Task brief - The required answer is a copy of each line in the entries below that includes "usize".

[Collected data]
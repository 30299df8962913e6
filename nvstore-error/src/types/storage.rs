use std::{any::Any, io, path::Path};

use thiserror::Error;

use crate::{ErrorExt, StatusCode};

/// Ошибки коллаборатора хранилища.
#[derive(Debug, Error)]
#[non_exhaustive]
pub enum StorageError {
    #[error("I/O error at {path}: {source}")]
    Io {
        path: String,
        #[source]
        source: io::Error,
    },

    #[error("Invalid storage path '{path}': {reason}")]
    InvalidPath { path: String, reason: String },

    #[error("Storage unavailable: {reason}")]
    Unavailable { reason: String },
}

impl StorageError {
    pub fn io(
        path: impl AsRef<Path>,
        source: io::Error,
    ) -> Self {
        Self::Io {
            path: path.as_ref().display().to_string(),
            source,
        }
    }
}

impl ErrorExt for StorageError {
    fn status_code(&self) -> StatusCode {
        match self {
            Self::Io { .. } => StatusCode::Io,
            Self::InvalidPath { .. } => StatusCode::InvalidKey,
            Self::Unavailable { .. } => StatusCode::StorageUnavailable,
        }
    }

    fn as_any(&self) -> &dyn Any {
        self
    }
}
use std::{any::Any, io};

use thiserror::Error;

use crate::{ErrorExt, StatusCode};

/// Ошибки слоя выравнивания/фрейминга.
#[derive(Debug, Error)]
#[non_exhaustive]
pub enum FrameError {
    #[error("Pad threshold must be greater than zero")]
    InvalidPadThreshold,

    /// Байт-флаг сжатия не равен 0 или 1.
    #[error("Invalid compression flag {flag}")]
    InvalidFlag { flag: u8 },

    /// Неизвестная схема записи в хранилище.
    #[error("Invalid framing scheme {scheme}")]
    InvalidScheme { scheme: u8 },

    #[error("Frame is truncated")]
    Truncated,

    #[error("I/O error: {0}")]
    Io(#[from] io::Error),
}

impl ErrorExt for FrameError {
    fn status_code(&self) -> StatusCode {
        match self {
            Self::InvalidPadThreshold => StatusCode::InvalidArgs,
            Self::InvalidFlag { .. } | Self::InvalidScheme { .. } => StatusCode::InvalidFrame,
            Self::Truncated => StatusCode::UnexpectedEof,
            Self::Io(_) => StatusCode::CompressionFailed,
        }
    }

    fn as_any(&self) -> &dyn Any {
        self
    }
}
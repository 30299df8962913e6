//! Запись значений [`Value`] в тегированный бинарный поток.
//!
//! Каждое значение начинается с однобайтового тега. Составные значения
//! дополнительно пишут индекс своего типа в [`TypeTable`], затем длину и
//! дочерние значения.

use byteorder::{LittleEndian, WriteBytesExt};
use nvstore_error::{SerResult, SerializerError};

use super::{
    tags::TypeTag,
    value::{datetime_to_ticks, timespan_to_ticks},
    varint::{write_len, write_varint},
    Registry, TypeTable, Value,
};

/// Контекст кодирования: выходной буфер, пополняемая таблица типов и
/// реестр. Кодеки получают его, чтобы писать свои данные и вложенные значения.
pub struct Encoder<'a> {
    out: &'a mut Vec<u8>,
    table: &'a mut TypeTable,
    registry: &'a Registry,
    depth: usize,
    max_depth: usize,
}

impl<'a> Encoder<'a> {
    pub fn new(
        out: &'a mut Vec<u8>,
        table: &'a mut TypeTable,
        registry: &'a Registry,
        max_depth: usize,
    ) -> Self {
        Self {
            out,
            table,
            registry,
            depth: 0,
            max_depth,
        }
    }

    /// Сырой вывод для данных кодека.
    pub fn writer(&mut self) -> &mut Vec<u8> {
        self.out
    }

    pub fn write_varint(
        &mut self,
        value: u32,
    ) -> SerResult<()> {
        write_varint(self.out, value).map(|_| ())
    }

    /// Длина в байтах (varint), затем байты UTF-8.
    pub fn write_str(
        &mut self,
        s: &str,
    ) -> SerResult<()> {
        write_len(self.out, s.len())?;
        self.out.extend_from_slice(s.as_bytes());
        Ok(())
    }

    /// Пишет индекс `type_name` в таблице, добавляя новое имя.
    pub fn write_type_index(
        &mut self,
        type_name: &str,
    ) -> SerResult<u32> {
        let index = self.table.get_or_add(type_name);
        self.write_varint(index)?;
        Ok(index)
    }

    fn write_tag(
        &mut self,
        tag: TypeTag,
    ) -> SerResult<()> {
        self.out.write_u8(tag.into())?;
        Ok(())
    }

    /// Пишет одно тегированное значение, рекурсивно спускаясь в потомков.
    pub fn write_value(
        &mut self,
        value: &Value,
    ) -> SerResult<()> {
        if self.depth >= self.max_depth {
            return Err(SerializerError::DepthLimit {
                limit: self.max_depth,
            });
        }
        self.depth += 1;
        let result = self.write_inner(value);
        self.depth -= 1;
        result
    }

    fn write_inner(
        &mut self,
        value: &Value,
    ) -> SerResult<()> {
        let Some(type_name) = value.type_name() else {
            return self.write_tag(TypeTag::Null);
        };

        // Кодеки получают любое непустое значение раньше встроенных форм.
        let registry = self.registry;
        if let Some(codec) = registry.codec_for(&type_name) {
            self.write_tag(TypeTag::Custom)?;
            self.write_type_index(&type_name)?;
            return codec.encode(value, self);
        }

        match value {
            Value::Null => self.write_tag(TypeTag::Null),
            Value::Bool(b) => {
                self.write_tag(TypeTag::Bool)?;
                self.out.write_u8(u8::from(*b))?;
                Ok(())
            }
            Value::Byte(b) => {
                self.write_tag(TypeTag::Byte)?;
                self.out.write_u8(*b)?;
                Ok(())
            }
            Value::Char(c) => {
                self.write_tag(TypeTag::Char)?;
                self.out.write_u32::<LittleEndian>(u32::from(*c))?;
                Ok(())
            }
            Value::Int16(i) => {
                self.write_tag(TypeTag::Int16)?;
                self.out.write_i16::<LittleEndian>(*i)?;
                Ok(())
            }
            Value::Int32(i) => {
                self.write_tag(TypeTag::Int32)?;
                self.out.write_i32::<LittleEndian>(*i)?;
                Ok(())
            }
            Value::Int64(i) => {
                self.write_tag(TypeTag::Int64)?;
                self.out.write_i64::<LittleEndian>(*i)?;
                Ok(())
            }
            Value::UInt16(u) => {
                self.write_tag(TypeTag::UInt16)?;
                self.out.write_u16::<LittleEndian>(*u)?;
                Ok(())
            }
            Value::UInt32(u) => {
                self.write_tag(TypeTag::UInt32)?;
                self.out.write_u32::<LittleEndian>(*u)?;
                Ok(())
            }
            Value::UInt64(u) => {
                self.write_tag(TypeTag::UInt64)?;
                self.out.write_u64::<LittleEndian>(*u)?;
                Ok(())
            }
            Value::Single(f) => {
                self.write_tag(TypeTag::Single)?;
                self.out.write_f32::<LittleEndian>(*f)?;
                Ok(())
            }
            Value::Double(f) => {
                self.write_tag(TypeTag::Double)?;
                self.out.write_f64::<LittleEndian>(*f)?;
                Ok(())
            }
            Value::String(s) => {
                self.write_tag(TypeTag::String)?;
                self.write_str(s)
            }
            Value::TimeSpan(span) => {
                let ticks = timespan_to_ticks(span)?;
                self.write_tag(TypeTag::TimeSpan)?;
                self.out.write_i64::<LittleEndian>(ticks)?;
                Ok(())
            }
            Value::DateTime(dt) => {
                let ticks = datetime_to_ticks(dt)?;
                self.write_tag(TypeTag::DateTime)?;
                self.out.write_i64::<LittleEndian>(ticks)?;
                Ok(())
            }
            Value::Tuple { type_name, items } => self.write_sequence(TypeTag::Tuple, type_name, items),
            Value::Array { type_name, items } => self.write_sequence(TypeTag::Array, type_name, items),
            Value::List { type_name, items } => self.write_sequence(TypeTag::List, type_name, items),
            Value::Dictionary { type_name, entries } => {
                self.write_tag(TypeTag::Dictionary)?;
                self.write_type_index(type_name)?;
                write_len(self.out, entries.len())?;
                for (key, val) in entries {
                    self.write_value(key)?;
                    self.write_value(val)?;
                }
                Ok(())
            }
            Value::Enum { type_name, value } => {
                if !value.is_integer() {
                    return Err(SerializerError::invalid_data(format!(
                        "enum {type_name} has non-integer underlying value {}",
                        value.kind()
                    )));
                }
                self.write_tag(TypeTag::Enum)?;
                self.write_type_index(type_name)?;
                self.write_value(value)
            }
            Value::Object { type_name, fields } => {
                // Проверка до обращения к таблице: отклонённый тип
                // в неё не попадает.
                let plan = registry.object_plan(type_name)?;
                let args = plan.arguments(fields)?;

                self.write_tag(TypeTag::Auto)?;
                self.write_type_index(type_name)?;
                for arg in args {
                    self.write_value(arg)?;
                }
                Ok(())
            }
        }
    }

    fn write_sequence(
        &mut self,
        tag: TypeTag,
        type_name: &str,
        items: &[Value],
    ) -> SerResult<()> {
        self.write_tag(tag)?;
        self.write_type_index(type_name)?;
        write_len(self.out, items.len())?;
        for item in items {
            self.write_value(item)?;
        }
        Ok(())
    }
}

Your response -
    depth: usize,
    max_depth: usize,
        max_depth: usize,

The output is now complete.